* [WHAT TO WORK ON]: The lines from the start of the data through the line with "lowercased command names." are to be returned verbatim; all later lines are to be omitted.

Saved data entries:
• • •

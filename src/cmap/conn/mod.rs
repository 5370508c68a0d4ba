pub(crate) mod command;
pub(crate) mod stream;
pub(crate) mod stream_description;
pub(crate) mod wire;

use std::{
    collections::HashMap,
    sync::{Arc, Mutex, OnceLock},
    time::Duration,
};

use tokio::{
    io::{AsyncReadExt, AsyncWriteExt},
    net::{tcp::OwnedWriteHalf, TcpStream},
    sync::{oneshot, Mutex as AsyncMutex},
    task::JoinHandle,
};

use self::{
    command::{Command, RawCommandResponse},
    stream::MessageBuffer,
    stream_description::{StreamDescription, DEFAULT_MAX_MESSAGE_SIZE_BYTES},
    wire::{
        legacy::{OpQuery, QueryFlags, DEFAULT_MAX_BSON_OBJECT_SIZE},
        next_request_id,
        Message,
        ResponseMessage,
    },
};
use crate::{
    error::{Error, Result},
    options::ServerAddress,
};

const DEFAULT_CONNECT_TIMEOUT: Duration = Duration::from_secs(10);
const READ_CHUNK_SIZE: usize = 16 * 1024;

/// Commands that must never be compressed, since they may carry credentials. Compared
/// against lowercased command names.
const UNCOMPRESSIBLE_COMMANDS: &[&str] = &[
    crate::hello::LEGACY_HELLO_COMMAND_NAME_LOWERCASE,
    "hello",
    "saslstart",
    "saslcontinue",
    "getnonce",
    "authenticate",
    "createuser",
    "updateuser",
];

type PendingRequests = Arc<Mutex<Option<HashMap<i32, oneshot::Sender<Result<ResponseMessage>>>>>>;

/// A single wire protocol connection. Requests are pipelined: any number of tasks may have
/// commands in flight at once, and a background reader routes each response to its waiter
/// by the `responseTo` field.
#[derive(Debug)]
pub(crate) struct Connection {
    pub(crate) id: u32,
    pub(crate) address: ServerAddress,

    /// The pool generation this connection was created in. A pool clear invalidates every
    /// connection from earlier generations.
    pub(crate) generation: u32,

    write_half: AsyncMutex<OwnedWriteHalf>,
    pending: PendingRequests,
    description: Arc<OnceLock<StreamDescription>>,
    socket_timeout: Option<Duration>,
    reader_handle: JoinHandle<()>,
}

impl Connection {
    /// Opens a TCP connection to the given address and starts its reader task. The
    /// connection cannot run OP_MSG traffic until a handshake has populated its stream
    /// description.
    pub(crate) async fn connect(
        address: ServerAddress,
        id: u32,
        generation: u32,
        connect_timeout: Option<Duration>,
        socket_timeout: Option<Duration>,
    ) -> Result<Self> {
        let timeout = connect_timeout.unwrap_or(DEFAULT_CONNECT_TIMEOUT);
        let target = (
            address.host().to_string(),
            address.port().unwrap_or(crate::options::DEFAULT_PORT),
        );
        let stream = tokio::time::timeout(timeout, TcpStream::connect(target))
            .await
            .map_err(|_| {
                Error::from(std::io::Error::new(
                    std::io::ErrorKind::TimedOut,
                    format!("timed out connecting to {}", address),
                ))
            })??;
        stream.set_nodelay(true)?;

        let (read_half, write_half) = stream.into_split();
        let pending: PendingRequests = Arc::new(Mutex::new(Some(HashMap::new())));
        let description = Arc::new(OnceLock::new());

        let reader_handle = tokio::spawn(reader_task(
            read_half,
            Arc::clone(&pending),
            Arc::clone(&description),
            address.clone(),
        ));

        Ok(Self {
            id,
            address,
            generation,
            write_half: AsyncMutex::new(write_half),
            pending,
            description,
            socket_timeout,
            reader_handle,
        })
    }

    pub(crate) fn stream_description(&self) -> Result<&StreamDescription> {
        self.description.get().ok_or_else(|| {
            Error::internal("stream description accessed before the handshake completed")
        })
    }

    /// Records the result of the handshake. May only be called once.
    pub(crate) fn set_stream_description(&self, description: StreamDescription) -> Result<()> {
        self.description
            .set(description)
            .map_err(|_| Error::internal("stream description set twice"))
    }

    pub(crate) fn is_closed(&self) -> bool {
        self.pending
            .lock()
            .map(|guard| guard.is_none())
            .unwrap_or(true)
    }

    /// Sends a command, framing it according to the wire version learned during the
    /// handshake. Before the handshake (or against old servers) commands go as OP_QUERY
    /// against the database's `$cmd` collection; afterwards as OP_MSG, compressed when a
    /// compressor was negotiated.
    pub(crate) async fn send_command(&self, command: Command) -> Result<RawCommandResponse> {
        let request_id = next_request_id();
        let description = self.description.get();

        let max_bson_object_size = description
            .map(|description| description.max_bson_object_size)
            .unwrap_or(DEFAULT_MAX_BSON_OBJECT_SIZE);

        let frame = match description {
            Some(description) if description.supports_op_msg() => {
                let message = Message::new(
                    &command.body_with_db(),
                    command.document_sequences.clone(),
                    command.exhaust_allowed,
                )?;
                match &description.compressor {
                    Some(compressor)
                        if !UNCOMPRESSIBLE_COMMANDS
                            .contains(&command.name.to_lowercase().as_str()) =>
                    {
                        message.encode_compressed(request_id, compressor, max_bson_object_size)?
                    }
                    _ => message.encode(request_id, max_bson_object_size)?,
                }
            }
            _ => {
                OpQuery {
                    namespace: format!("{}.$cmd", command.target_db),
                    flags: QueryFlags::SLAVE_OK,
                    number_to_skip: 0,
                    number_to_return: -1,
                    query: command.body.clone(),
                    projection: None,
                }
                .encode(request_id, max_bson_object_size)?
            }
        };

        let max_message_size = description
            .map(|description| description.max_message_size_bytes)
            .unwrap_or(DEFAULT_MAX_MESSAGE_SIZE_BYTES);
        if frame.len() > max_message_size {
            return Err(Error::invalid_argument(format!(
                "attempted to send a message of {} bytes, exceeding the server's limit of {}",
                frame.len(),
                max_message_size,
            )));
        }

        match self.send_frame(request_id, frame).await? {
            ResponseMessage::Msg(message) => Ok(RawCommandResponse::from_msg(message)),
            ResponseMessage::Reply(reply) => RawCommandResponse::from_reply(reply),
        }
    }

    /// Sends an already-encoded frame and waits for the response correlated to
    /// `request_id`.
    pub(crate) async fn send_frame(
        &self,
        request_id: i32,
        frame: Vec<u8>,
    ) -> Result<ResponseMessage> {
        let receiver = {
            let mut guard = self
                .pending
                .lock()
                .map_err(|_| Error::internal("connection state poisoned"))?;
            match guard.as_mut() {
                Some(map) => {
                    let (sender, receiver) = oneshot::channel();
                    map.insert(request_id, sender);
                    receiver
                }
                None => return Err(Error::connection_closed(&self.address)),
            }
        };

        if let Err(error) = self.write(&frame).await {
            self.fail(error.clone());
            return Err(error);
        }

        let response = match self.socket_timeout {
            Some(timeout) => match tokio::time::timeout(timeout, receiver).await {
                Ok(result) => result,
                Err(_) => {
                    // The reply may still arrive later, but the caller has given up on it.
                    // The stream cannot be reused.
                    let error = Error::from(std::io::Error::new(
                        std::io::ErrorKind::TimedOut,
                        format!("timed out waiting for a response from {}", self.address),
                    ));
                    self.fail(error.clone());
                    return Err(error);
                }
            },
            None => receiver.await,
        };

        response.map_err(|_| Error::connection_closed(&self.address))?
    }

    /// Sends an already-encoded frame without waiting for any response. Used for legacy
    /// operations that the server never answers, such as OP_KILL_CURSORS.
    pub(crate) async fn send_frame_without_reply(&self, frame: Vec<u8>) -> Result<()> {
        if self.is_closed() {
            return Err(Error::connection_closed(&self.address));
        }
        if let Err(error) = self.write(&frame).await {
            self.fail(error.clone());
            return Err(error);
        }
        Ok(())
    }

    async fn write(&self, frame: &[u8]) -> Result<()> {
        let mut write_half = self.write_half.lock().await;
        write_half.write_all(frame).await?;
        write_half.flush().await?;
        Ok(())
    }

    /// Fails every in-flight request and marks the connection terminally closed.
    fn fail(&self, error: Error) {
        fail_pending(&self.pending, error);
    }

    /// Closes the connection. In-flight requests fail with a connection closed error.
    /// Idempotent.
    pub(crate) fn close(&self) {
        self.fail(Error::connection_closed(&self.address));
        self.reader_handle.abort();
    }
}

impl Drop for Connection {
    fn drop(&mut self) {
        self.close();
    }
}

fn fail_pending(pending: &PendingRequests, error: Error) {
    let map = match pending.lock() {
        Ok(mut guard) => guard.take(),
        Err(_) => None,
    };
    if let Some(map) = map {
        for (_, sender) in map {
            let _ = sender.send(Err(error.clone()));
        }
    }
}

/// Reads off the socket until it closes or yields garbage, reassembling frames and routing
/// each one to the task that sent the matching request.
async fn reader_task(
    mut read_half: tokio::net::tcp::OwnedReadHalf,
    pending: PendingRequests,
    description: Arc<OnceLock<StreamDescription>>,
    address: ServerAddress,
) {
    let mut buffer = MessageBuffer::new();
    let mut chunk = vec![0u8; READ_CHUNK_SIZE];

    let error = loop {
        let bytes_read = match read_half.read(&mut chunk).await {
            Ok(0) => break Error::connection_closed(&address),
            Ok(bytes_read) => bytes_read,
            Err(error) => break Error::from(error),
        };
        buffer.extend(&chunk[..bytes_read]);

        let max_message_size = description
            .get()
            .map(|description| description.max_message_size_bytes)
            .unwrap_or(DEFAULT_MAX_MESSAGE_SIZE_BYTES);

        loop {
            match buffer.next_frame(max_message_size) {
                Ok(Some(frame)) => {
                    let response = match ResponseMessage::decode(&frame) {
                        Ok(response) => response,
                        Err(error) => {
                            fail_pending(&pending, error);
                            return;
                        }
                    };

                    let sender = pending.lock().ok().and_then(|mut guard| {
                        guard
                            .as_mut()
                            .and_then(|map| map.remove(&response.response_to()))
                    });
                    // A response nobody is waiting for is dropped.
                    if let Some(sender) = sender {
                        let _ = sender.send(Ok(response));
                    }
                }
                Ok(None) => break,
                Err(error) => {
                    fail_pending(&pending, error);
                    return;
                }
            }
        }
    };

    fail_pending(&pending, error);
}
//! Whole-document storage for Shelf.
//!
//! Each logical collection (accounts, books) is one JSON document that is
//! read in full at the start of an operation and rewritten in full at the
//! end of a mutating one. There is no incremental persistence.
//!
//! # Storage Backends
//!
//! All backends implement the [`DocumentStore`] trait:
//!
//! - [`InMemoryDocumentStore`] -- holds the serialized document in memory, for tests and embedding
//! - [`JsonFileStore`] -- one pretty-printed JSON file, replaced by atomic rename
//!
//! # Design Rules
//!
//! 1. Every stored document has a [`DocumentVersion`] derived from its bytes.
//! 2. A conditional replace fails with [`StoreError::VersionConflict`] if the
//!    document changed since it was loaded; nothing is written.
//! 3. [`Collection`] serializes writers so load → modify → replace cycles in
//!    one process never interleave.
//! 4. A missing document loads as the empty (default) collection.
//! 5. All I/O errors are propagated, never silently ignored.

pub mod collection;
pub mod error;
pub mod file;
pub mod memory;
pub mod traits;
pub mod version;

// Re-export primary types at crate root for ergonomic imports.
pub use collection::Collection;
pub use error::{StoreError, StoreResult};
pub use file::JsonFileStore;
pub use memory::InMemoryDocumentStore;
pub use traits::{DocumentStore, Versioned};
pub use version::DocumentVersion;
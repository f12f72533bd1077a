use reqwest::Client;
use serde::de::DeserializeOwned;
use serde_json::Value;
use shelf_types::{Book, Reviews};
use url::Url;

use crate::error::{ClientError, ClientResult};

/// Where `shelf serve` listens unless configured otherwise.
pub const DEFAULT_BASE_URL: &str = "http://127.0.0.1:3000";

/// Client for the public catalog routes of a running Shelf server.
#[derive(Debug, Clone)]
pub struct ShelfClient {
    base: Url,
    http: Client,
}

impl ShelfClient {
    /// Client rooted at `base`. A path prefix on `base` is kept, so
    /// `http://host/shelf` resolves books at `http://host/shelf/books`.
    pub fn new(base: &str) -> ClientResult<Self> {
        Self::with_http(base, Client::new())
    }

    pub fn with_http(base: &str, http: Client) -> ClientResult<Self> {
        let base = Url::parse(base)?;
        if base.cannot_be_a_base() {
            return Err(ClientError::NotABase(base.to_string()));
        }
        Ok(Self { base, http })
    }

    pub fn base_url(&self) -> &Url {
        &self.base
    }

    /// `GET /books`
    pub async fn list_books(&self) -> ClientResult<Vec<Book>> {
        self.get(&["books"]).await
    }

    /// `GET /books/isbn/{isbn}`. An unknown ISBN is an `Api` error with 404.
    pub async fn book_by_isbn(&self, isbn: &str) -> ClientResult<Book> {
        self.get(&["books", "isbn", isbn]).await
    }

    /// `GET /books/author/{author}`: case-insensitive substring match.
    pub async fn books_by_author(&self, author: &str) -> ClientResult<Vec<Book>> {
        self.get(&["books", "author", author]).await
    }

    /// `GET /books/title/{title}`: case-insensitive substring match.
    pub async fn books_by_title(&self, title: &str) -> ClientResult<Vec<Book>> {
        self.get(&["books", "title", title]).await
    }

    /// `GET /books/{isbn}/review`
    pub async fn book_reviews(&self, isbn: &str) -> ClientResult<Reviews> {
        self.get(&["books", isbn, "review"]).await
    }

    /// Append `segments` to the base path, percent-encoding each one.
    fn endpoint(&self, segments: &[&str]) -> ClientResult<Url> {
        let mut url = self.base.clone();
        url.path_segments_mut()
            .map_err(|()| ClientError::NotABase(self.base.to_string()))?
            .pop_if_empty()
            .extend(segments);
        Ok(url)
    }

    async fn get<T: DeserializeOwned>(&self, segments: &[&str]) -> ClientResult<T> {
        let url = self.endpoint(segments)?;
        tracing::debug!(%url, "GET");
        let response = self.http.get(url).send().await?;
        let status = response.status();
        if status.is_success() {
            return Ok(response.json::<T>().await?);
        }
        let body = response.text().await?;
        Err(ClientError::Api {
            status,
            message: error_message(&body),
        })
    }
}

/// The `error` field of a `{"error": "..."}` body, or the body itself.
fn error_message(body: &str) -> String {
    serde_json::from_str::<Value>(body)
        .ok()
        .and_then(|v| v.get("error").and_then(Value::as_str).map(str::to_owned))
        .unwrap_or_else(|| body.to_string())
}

• • •

* [RESULT OF THIS EXERCISE]:
filename src/cmap/conn/mod.rs
repository 5370508c68a0d4ba
pub(crate) mod command;
pub(crate) mod stream;
pub(crate) mod stream_description;
pub(crate) mod wire;

use std::{
    collections::HashMap,
    sync::{Arc, Mutex, OnceLock},
    time::Duration,
};

use tokio::{
    io::{AsyncReadExt, AsyncWriteExt},
    net::{tcp::OwnedWriteHalf, TcpStream},
    sync::{oneshot, Mutex as AsyncMutex},
    task::JoinHandle,
};

use self::{
    command::{Command, RawCommandResponse},
    stream::MessageBuffer,
    stream_description::{StreamDescription, DEFAULT_MAX_MESSAGE_SIZE_BYTES},
    wire::{
        legacy::{OpQuery, QueryFlags, DEFAULT_MAX_BSON_OBJECT_SIZE},
        next_request_id,
        Message,
        ResponseMessage,
    },
};
use crate::{
    error::{Error, Result},
    options::ServerAddress,
};

const DEFAULT_CONNECT_TIMEOUT: Duration = Duration::from_secs(10);
const READ_CHUNK_SIZE: usize = 16 * 1024;

/// Commands that must never be compressed, since they may carry credentials. Compared
/// against lowercased command names.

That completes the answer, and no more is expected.